Dataset entries
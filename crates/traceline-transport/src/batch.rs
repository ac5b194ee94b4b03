// Copyright 2025-Present Traceline, Inc. https://traceline.dev/
// SPDX-License-Identifier: Apache-2.0

use std::collections::HashMap;

use serde_json::json;
use traceline_core::TraceEnvelope;

use crate::sample::UniformSample;

/// Grace period after a window closes during which its traces may still
/// arrive, before the batch is eligible for flushing.
pub const FLUSH_DELAY_SECS: u64 = 1;

/// Accumulates completed traces for one time window `[from, from+interval)`:
/// a capped uniform sample plus exact per-endpoint counts. The counts
/// reflect every trace seen even when the reservoir rejects one.
#[derive(Debug)]
pub struct Batch {
    from: u64,
    interval: u64,
    flush_at: u64,
    counts: HashMap<String, u64>,
    sample: UniformSample<TraceEnvelope>,
}

impl Batch {
    pub fn new(from: u64, interval: u64, sample_size: usize) -> Batch {
        Batch {
            from,
            interval,
            flush_at: from + interval + FLUSH_DELAY_SECS,
            counts: HashMap::new(),
            sample: UniformSample::new(sample_size),
        }
    }

    pub fn from_secs(&self) -> u64 {
        self.from
    }

    pub fn counts(&self) -> &HashMap<String, u64> {
        &self.counts
    }

    pub fn is_empty(&self) -> bool {
        self.sample.is_empty()
    }

    pub fn should_flush(&self, now: u64) -> bool {
        now >= self.flush_at
    }

    pub fn wants(&self, envelope: &TraceEnvelope) -> bool {
        envelope.completed_at >= self.from && envelope.completed_at < self.from + self.interval
    }

    pub fn push(&mut self, envelope: TraceEnvelope) {
        *self.counts.entry(envelope.endpoint.clone()).or_insert(0) += 1;
        self.sample.push(envelope);
    }

    pub fn next_batch(&self, sample_size: usize) -> Batch {
        Batch::new(self.from + self.interval, self.interval, sample_size)
    }

    /// Serialize the window for the report endpoint. Trace payloads are
    /// already JSON; they are embedded as values, not re-encoded.
    pub fn serialize(&self) -> Vec<u8> {
        let samples: Vec<serde_json::Value> = self
            .sample
            .iter()
            .map(|envelope| {
                let spans: serde_json::Value = serde_json::from_slice(&envelope.payload)
                    .unwrap_or(serde_json::Value::Null);
                json!({
                    "uuid": envelope.uuid,
                    "endpoint": envelope.endpoint,
                    "segment": envelope.segment,
                    "component": envelope.component,
                    "completed_at": envelope.completed_at,
                    "trace": spans,
                })
            })
            .collect();

        let body = json!({
            "from": self.from,
            "interval": self.interval,
            "counts": self.counts,
            "samples": samples,
        });

        body.to_string().into_bytes()
    }
}
// Copyright 2025-Present Traceline, Inc. https://traceline.dev/
// SPDX-License-Identifier: Apache-2.0

//! Span storage seam.
//!
//! The trace state machine never inspects span internals; it holds opaque
//! handles and pushes timing through this trait. The production engine can
//! satisfy it over FFI; [`MemoryStore`] is the in-process implementation
//! and the one the test suite inspects.

use std::collections::HashMap;
use std::fmt;
use std::sync::Mutex;

use serde::{Deserialize, Serialize};

use crate::error::CoreError;

/// Opaque identifier issued by a span store.
#[derive(Debug, Clone, Copy, PartialEq, Eq, Hash, Serialize, Deserialize)]
pub struct SpanHandle(pub(crate) u64);

impl SpanHandle {
    pub fn raw(self) -> u64 {
        self.0
    }
}

impl fmt::Display for SpanHandle {
    fn fmt(&self, f: &mut fmt::Formatter<'_>) -> fmt::Result {
        write!(f, "{}", self.0)
    }
}

/// Keyed span storage. Timestamps are in 100-microsecond ticks; the trace
/// layer normalizes before calling in.
pub trait SpanStore: Send + Sync {
    fn start_span(&self, time: u64, category: &str) -> Result<SpanHandle, CoreError>;
    fn set_title(&self, span: SpanHandle, title: &str) -> Result<(), CoreError>;
    fn set_description(&self, span: SpanHandle, description: &str) -> Result<(), CoreError>;
    fn set_exception(&self, span: SpanHandle, reason: &str) -> Result<(), CoreError>;
    fn stop_span(&self, span: SpanHandle, time: u64) -> Result<(), CoreError>;

    /// Title lookup for diagnostics (out-of-order close messages).
    fn span_title(&self, span: SpanHandle) -> Option<String>;
    fn span_category(&self, span: SpanHandle) -> Option<String>;

    /// Serialize one completed trace's spans into a transportable payload.
    fn serialize_trace(
        &self,
        ident: &str,
        endpoint: &str,
        spans: &[SpanHandle],
    ) -> Result<Vec<u8>, CoreError>;
}

#[derive(Debug, Clone, Serialize, Deserialize)]
pub struct SpanRecord {
    pub category: String,
    pub title: Option<String>,
    pub description: Option<String>,
    pub exception: Option<String>,
    pub started_at: u64,
    pub ended_at: Option<u64>,
}

impl SpanRecord {
    pub fn is_closed(&self) -> bool {
        self.ended_at.is_some()
    }

    pub fn duration(&self) -> Option<u64> {
        self.ended_at.map(|end| end.saturating_sub(self.started_at))
    }
}

#[derive(Debug, Default)]
struct StoreInner {
    next_handle: u64,
    spans: HashMap<u64, SpanRecord>,
}

/// In-process span store backed by a handle-keyed map.
#[derive(Debug, Default)]
pub struct MemoryStore {
    inner: Mutex<StoreInner>,
}

impl MemoryStore {
    pub fn new() -> Self {
        MemoryStore::default()
    }

    /// Snapshot of a span, for tests and diagnostics.
    pub fn span(&self, span: SpanHandle) -> Option<SpanRecord> {
        self.lock().spans.get(&span.0).cloned()
    }

    pub fn span_count(&self) -> usize {
        self.lock().spans.len()
    }

    fn lock(&self) -> std::sync::MutexGuard<'_, StoreInner> {
        // A poisoned store mutex means a panic mid-update; the recorded
        // spans are still the best diagnostic we have.
        self.inner
            .lock()
            .unwrap_or_else(std::sync::PoisonError::into_inner)
    }

    fn with_span<R>(
        &self,
        span: SpanHandle,
        f: impl FnOnce(&mut SpanRecord) -> Result<R, CoreError>,
    ) -> Result<R, CoreError> {
        let mut inner = self.lock();
        let record = inner
            .spans
            .get_mut(&span.0)
            .ok_or(CoreError::UnknownSpan(span.0))?;
        f(record)
    }
}

impl SpanStore for MemoryStore {
    fn start_span(&self, time: u64, category: &str) -> Result<SpanHandle, CoreError> {
        let mut inner = self.lock();
        let handle = inner.next_handle;
        inner.next_handle += 1;
        inner.spans.insert(
            handle,
            SpanRecord {
                category: category.to_owned(),
                title: None,
                description: None,
                exception: None,
                started_at: time,
                ended_at: None,
            },
        );
        Ok(SpanHandle(handle))
    }

    fn set_title(&self, span: SpanHandle, title: &str) -> Result<(), CoreError> {
        self.with_span(span, |record| {
            record.title = Some(title.to_owned());
            Ok(())
        })
    }

    fn set_description(&self, span: SpanHandle, description: &str) -> Result<(), CoreError> {
        self.with_span(span, |record| {
            record.description = Some(description.to_owned());
            Ok(())
        })
    }

    fn set_exception(&self, span: SpanHandle, reason: &str) -> Result<(), CoreError> {
        self.with_span(span, |record| {
            record.exception = Some(reason.to_owned());
            Ok(())
        })
    }

    fn stop_span(&self, span: SpanHandle, time: u64) -> Result<(), CoreError> {
        self.with_span(span, |record| {
            if record.ended_at.is_some() {
                return Err(CoreError::SpanAlreadyClosed(span.0));
            }
            record.ended_at = Some(time);
            Ok(())
        })
    }

    fn span_title(&self, span: SpanHandle) -> Option<String> {
        self.lock().spans.get(&span.0).and_then(|r| r.title.clone())
    }

    fn span_category(&self, span: SpanHandle) -> Option<String> {
        self.lock().spans.get(&span.0).map(|r| r.category.clone())
    }

    fn serialize_trace(
        &self,
        ident: &str,
        endpoint: &str,
        spans: &[SpanHandle],
    ) -> Result<Vec<u8>, CoreError> {
        let inner = self.lock();
        let mut records = Vec::with_capacity(spans.len());
        for handle in spans {
            let record = inner
                .spans
                .get(&handle.0)
                .ok_or(CoreError::UnknownSpan(handle.0))?;
            records.push(record.clone());
        }

        let payload = serde_json::json!({
            "ident": ident,
            "endpoint": endpoint,
            "spans": records,
        });

        serde_json::to_vec(&payload).map_err(|e| CoreError::Store(e.to_string()))
    }
}
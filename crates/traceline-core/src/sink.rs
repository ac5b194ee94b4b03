// Copyright 2025-Present Traceline, Inc. https://traceline.dev/
// SPDX-License-Identifier: Apache-2.0

use std::sync::Mutex;
use std::time::Duration;

use crate::trace::TraceEnvelope;

/// Destination for completed traces: the in-process collector in embedded
/// mode, the IPC client in standalone mode. Submission is fire-and-forget;
/// a `false` return means the envelope was dropped.
pub trait TraceSink: Send + Sync {
    fn submit(&self, envelope: TraceEnvelope) -> bool;

    /// Flush and stop. Default is a no-op for sinks with no state.
    fn shutdown(&self, _timeout: Duration) -> bool {
        true
    }
}

/// Sink that drops everything; the default until an agent is wired up.
#[derive(Debug, Default)]
pub struct NullSink;

impl TraceSink for NullSink {
    fn submit(&self, _envelope: TraceEnvelope) -> bool {
        true
    }
}

/// Test sink collecting every submitted envelope.
#[derive(Debug, Default)]
pub struct VecSink {
    envelopes: Mutex<Vec<TraceEnvelope>>,
}

impl VecSink {
    pub fn new() -> Self {
        VecSink::default()
    }

    pub fn envelopes(&self) -> Vec<TraceEnvelope> {
        self.envelopes
            .lock()
            .unwrap_or_else(std::sync::PoisonError::into_inner)
            .clone()
    }

    pub fn len(&self) -> usize {
        self.envelopes().len()
    }

    pub fn is_empty(&self) -> bool {
        self.len() == 0
    }
}

impl TraceSink for VecSink {
    fn submit(&self, envelope: TraceEnvelope) -> bool {
        self.envelopes
            .lock()
            .unwrap_or_else(std::sync::PoisonError::into_inner)
            .push(envelope);
        true
    }
}
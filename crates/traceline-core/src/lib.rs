// Copyright 2025-Present Traceline, Inc. https://traceline.dev/
// SPDX-License-Identifier: Apache-2.0

//! Host-process half of the traceline agent: the span-tracking state
//! machine and the primitives the transport layer is built on.

pub mod clock;
pub mod config;
pub mod error;
pub mod gc;
pub mod instrumenter;
pub mod queue;
pub mod sink;
pub mod store;
pub mod task;
pub mod trace;

pub use clock::{Clock, ManualClock, SystemClock};
pub use config::Config;
pub use error::CoreError;
pub use gc::{GcTracker, NullGc};
pub use instrumenter::{Instrumenter, TraceScope};
pub use queue::WorkQueue;
pub use sink::{NullSink, TraceSink, VecSink};
pub use store::{MemoryStore, SpanHandle, SpanStore};
pub use task::{BackgroundTask, Flow};
pub use trace::{middleware_integration_disabled, Component, SpanMeta, Trace, TraceEnvelope};

/// Agent version carried in the IPC handshake; a newer peer triggers a
/// worker re-exec.
pub const VERSION: &str = env!("CARGO_PKG_VERSION");
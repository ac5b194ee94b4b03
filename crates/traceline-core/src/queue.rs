// Copyright 2025-Present Traceline, Inc. https://traceline.dev/
// SPDX-License-Identifier: Apache-2.0

//! Fixed-capacity work queue: many producers, one consumer.
//!
//! Telemetry must never apply backpressure to the host application's
//! request path, so `push` fails instead of blocking when the buffer is
//! full. Only the single consumer ever blocks, in `pop`, and only up to an
//! optional timeout.

use std::collections::VecDeque;
use std::sync::{Condvar, Mutex, MutexGuard, PoisonError};
use std::time::{Duration, Instant};

#[derive(Debug)]
struct QueueInner<T> {
    values: VecDeque<T>,
    /// Monotonic produce/consume counters; `produce - consume` is the
    /// current length and `produce % capacity` the ring offset.
    produce: u64,
    consume: u64,
}

#[derive(Debug)]
pub struct WorkQueue<T> {
    capacity: usize,
    inner: Mutex<QueueInner<T>>,
    available: Condvar,
}

impl<T> WorkQueue<T> {
    pub fn new(capacity: usize) -> WorkQueue<T> {
        assert!(capacity > 0, "queue capacity must be positive");
        WorkQueue {
            capacity,
            inner: Mutex::new(QueueInner {
                values: VecDeque::with_capacity(capacity),
                produce: 0,
                consume: 0,
            }),
            available: Condvar::new(),
        }
    }

    pub fn capacity(&self) -> usize {
        self.capacity
    }

    pub fn len(&self) -> usize {
        let inner = self.lock();
        (inner.produce - inner.consume) as usize
    }

    pub fn is_empty(&self) -> bool {
        self.len() == 0
    }

    /// Enqueue without blocking. Returns the new length, or `None` when the
    /// queue is full and the message was dropped.
    pub fn push(&self, value: T) -> Option<usize> {
        let mut inner = self.lock();
        let length = (inner.produce - inner.consume) as usize;
        if length == self.capacity {
            return None;
        }

        inner.values.push_back(value);
        inner.produce += 1;
        let length = (inner.produce - inner.consume) as usize;

        // A producer waking the consumer is a signal, not a guarantee; the
        // consumer re-checks under the lock.
        self.available.notify_one();

        Some(length)
    }

    /// Dequeue, blocking up to `timeout` (forever when `None`). Returns
    /// `None` on timeout with the queue still empty.
    pub fn pop(&self, timeout: Option<Duration>) -> Option<T> {
        let mut inner = self.lock();
        let deadline = timeout.map(|t| Instant::now() + t);

        while inner.values.is_empty() {
            match deadline {
                Some(deadline) => {
                    let now = Instant::now();
                    if now >= deadline {
                        return None;
                    }
                    let (guard, _) = self
                        .available
                        .wait_timeout(inner, deadline - now)
                        .unwrap_or_else(PoisonError::into_inner);
                    inner = guard;
                }
                None => {
                    inner = self
                        .available
                        .wait(inner)
                        .unwrap_or_else(PoisonError::into_inner);
                }
            }
        }

        let value = inner.values.pop_front();
        if value.is_some() {
            inner.consume += 1;
        }
        value
    }

    fn lock(&self) -> MutexGuard<'_, QueueInner<T>> {
        self.inner.lock().unwrap_or_else(PoisonError::into_inner)
    }
}

#[cfg(test)]
mod tests {
    use super::*;
    use proptest::prelude::*;
    use std::sync::Arc;
    use std::thread;

    #[test]
    fn push_up_to_capacity_then_drop() {
        let queue = WorkQueue::new(3);
        assert_eq!(queue.push(1), Some(1));
        assert_eq!(queue.push(2), Some(2));
        assert_eq!(queue.push(3), Some(3));
        // The (capacity+1)th push fails without blocking.
        assert_eq!(queue.push(4), None);
        assert_eq!(queue.len(), 3);
    }

    #[test]
    fn pop_is_fifo() {
        let queue = WorkQueue::new(8);
        for i in 0..5 {
            queue.push(i);
        }
        for i in 0..5 {
            assert_eq!(queue.pop(Some(Duration::ZERO)), Some(i));
        }
        assert_eq!(queue.pop(Some(Duration::ZERO)), None);
    }

    #[test]
    fn pop_times_out_on_empty() {
        let queue: WorkQueue<u32> = WorkQueue::new(1);
        let started = Instant::now();
        assert_eq!(queue.pop(Some(Duration::from_millis(20))), None);
        assert!(started.elapsed() >= Duration::from_millis(20));
    }

    #[test]
    fn producer_wakes_blocked_consumer() {
        let queue = Arc::new(WorkQueue::new(4));
        let consumer = {
            let queue = Arc::clone(&queue);
            thread::spawn(move || queue.pop(Some(Duration::from_secs(5))))
        };

        thread::sleep(Duration::from_millis(10));
        queue.push(42u32);
        assert_eq!(consumer.join().unwrap(), Some(42));
    }

    #[test]
    fn drained_queue_accepts_again() {
        let queue = WorkQueue::new(2);
        queue.push('a');
        queue.push('b');
        assert_eq!(queue.push('c'), None);
        assert_eq!(queue.pop(Some(Duration::ZERO)), Some('a'));
        assert_eq!(queue.push('c'), Some(2));
    }

    proptest! {
        #[test]
        fn order_preserved_under_interleaved_ops(ops in prop::collection::vec(any::<bool>(), 1..64)) {
            let queue = WorkQueue::new(16);
            let mut model = std::collections::VecDeque::new();
            let mut next = 0u32;

            for is_push in ops {
                if is_push {
                    if queue.push(next).is_some() {
                        model.push_back(next);
                    } else {
                        prop_assert_eq!(model.len(), 16);
                    }
                    next += 1;
                } else {
                    prop_assert_eq!(queue.pop(Some(Duration::ZERO)), model.pop_front());
                }
                prop_assert_eq!(queue.len(), model.len());
            }
        }
    }
}
// Copyright 2025-Present Traceline, Inc. https://traceline.dev/
// SPDX-License-Identifier: Apache-2.0

/// Errors raised in the transport pipeline. Queue and IPC failures are
/// handled by dropping or reconnecting; only worker-fatal states
/// (`ServerState`) terminate a process.
#[derive(Debug, thiserror::Error)]
pub enum TransportError {
    #[error("unknown IPC message id {0}")]
    UnknownMessage(u32),

    #[error("malformed IPC frame: {0}")]
    Proto(String),

    #[error("io error: {0}")]
    Io(#[from] std::io::Error),

    #[error("http client error: {0}")]
    Http(String),

    #[error("request rejected with status {0}")]
    Rejected(u16),

    #[error("endpoint unavailable with status {0}")]
    Unavailable(u16),

    #[error("worker state error: {0}")]
    ServerState(String),

    #[error("could not spawn or attach to worker: {0}")]
    Spawn(String),
}

impl TransportError {
    /// Permanent rejection (4xx): the credential or payload is bad and a
    /// retry will not help.
    pub fn is_rejection(&self) -> bool {
        matches!(self, TransportError::Rejected(_))
    }
}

• Work required:
Return exactly the lines from the beginning of the data above through the one containing "use crate::sample::UniformSample;", please. Include both end lines and add nothing else.

• Answer section:
filename crates/traceline-transport/src/batch.rs
repository ac5b194ee94b4b03
// Copyright 2025-Present Traceline, Inc. https://traceline.dev/
// SPDX-License-Identifier: Apache-2.0

use std::collections::HashMap;

use serde_json::json;
use traceline_core::TraceEnvelope;

use crate::sample::UniformSample;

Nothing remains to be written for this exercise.